Cependant les préparatifs de départ ne se faisaient pas avec toute l'activité désirable. Tout ce qui dépendait du département de la guerre fut, il est vrai, acheminé sur Brest avec promptitude. Dès les premiers jours d'avril, on avait rassemblé dans ce port les régiments de Bourbonnais, de Soissonnais, de Saintonge, de Deux-Ponts, de Neustrie, d'Anhalt, la légion de Lauzun, un corps d'artillerie et de génie avec un équipage de campagne, un équipage de siège et de nombreux approvisionnements. Mais le ministre de la marine ne déploya pas la même promptitude. Le départ de la flotte de M. de Guichen, avec tous les transports de troupes et de munitions que l'on envoyait aux Antilles, avait privé Brest de ses vaisseaux de transport. Des ordres tardifs furent envoyés à Bordeaux pour en fournir. Ceux-ci furent arrêtés par le vent et, l'on fut obligé d'en faire venir de Saint-Malo, où l'on n'en put trouver qu'un nombre insuffisant.

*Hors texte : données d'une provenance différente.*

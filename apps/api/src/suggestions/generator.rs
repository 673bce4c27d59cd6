//! Suggestion Generation — candidate headlines and SEO keywords for a
//! content brief.
//!
//! The Gemini path asks for strict JSON with web-search grounding enabled.
//! Any failure (no API key, HTTP error, unparseable or structurally empty
//! JSON) falls back to deterministic mock suggestions so the authoring
//! flow never stalls.

use serde::{Deserialize, Serialize};
use tracing::{info, warn};

use crate::llm_client::{GeminiClient, GenerationConfig};
use crate::suggestions::prompts::SUGGESTIONS_PROMPT_TEMPLATE;

/// Cap on returned keyword suggestions.
const MAX_KEYWORD_SUGGESTIONS: usize = 15;
/// How many of the caller's own keywords seed the mock suggestion list.
const MOCK_RELEVANT_KEYWORDS: usize = 8;

/// Headline and keyword ideas for one brief.
#[derive(Debug, Clone, Serialize, Deserialize)]
pub struct SuggestionSet {
    pub headlines: Vec<String>,
    pub keywords: Vec<String>,
}

/// Returns suggestions for the brief, preferring Gemini and falling back
/// to mock data on any failure.
pub async fn generate_suggestions(
    llm: Option<&GeminiClient>,
    description: &str,
    primary_keyword: &str,
    relevant_keywords: &[String],
) -> SuggestionSet {
    let llm = match llm {
        Some(llm) => llm,
        None => {
            info!("No Gemini API key configured, using mock suggestions");
            return mock_suggestions(primary_keyword, relevant_keywords);
        }
    };

    let prompt = SUGGESTIONS_PROMPT_TEMPLATE
        .replace("{description}", description)
        .replace("{primary_keyword}", primary_keyword)
        .replace("{relevant_keywords}", &relevant_keywords.join(", "));

    let config = GenerationConfig::new(0.7, 40, 0.95, 1024);

    match llm.generate_json::<SuggestionSet>(&prompt, true, &config).await {
        Ok(set) if !set.headlines.is_empty() && !set.keywords.is_empty() => set,
        Ok(_) => {
            warn!("Suggestion response was missing headlines or keywords, using mock data");
            mock_suggestions(primary_keyword, relevant_keywords)
        }
        Err(e) => {
            warn!("Suggestion call failed ({e}), using mock data");
            mock_suggestions(primary_keyword, relevant_keywords)
        }
    }
}

/// Deterministic suggestions used without an API key and after failures.
/// Headlines follow the "{keyword}: angle" shape the prompt asks for;
/// keywords blend the caller's own terms with derived long-tail phrases.
pub fn mock_suggestions(primary_keyword: &str, relevant_keywords: &[String]) -> SuggestionSet {
    let headlines = vec![
        format!("{primary_keyword}: The Ultimate Guide to Getting the Best Deal"),
        format!("{primary_keyword}: Avoid These 5 Costly Mistakes Before You Buy"),
        format!("{primary_keyword}: Is It Right for Your Budget? Complete Analysis"),
        format!("{primary_keyword}: Expert Tips for Finding Hidden Gems"),
        format!("{primary_keyword}: Secrets to Negotiating the Perfect Price"),
    ];

    let mut keywords: Vec<String> = relevant_keywords
        .iter()
        .take(MOCK_RELEVANT_KEYWORDS)
        .cloned()
        .collect();
    for suffix in [
        "tips",
        "best practices",
        "strategy",
        "guide",
        "techniques",
        "trends",
        "benefits",
    ] {
        keywords.push(format!("{primary_keyword} {suffix}"));
    }
    keywords.truncate(MAX_KEYWORD_SUGGESTIONS);

    SuggestionSet {
        headlines,
        keywords,
    }
}

/// Re-keys headlines onto a replacement keyword by swapping the text before
/// the first colon. Colon-less headlines are prefixed whole.
pub fn rekey_headlines(headlines: &[String], new_keyword: &str) -> Vec<String> {
    headlines
        .iter()
        .map(|headline| match headline.split_once(':') {
            Some((_, rest)) => format!("{new_keyword}: {}", rest.trim()),
            None => format!("{new_keyword}: {headline}"),
        })
        .collect()
}

// ────────────────────────────── tests ──────────────────────────────

#[cfg(test)]
mod tests {
    use super::*;

    fn keywords(words: &[&str]) -> Vec<String> {
        words.iter().map(|w| w.to_string()).collect()
    }

    #[test]
    fn mock_headlines_start_with_the_primary_keyword() {
        let set = mock_suggestions("used cars", &[]);
        assert_eq!(set.headlines.len(), 5);
        for headline in &set.headlines {
            assert!(headline.starts_with("used cars: "), "{headline}");
        }
    }

    #[test]
    fn mock_keywords_blend_given_and_derived_terms() {
        let set = mock_suggestions("seo", &keywords(&["rankings", "traffic"]));
        assert_eq!(set.keywords[..2], ["rankings", "traffic"]);
        assert!(set.keywords.contains(&"seo tips".to_string()));
        assert!(set.keywords.contains(&"seo benefits".to_string()));
        assert_eq!(set.keywords.len(), 9);
    }

    #[test]
    fn mock_keywords_are_capped() {
        let many: Vec<String> = (0..20).map(|i| format!("kw{i}")).collect();
        let set = mock_suggestions("seo", &many);
        assert_eq!(set.keywords.len(), MAX_KEYWORD_SUGGESTIONS);
        // Only the first eight caller keywords survive, then derived terms.
        assert_eq!(set.keywords[7], "kw7");
        assert_eq!(set.keywords[8], "seo tips");
    }

    #[test]
    fn rekey_swaps_text_before_the_first_colon() {
        let headlines = keywords(&[
            "old: The Ultimate Guide",
            "old: Part One: Basics",
            "No Colon Here",
        ]);
        let rekeyed = rekey_headlines(&headlines, "new");
        assert_eq!(rekeyed[0], "new: The Ultimate Guide");
        assert_eq!(rekeyed[1], "new: Part One: Basics");
        assert_eq!(rekeyed[2], "new: No Colon Here");
    }

    #[tokio::test]
    async fn missing_client_serves_mock_suggestions() {
        let set = generate_suggestions(None, "a campaign", "seo", &keywords(&["traffic"])).await;
        assert_eq!(set.headlines.len(), 5);
        assert!(!set.keywords.is_empty());
    }
}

Pourtant il fallait se presser de partir sous peine de voir la situation devenir critique et la traversée périlleuse. On savait que l'Angleterre armait une escadre pour arrêter le corps expéditionnaire français, ce qui lui serait d'autant plus facile qu'elle n'aurait pas de convoi à protéger. On apprenait d'autre part que la situation des Américains devenait de jour en jour plus grave et qu'un secours immédiat leur était nécessaire. Le conseil des ministres envoya à M. de Rochambeau l'ordre d'embarquer immédiatement une partie de ses troupes et de son matériel et de partir au premier vent favorable. En vain le général réclama-t-il contre le danger auquel on l'exposait en réduisant de moitié un corps d'armée qui n'était déjà que trop faible. Il ne put obtenir que la promesse formelle de l'envoi prochain de la seconde division de son armée. Il se résigna à emmener le plus de troupes qu'il pourrait et à partir au plus vite.
Je donne ici, d'après Blanchard, les noms des officiers généraux et des principaux personnages de cette armée.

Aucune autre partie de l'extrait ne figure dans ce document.